(Beginning of ENTRIES PROVIDED)

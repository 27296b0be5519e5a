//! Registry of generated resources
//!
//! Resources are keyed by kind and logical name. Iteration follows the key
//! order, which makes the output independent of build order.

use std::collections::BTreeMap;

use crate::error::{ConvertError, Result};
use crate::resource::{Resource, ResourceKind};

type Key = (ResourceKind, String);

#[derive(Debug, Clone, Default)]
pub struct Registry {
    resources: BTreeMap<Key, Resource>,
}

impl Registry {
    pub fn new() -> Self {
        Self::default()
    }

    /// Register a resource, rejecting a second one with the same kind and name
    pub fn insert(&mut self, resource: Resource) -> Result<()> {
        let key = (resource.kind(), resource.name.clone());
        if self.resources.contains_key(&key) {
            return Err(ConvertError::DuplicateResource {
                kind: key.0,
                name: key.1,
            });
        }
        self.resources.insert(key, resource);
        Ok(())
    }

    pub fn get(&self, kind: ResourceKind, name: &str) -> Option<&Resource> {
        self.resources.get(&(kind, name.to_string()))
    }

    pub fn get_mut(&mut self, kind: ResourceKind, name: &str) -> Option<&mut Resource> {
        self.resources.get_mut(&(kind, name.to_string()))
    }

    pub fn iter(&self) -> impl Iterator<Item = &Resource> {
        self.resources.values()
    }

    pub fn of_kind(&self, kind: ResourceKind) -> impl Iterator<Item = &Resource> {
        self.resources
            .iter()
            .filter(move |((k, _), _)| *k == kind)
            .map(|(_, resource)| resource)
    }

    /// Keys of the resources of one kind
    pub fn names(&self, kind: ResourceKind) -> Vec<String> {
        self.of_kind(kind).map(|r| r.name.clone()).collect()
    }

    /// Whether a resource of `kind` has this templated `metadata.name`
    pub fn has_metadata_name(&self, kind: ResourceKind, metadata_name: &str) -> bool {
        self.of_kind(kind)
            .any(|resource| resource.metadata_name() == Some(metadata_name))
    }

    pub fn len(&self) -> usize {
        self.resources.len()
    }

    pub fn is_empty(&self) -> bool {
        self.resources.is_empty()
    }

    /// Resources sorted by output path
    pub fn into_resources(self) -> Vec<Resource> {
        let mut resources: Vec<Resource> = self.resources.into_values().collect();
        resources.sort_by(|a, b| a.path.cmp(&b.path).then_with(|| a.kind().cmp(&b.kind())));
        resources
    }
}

(End of ENTRIES PROVIDED)

--- ABOUT THIS TASK ---
Pick out every line of the listing containing the word "path", and show those lines.

--- WRITTEN ANSWER ---
    /// Resources sorted by output path
        resources.sort_by(|a, b| a.path.cmp(&b.path).then_with(|| a.kind().cmp(&b.kind())));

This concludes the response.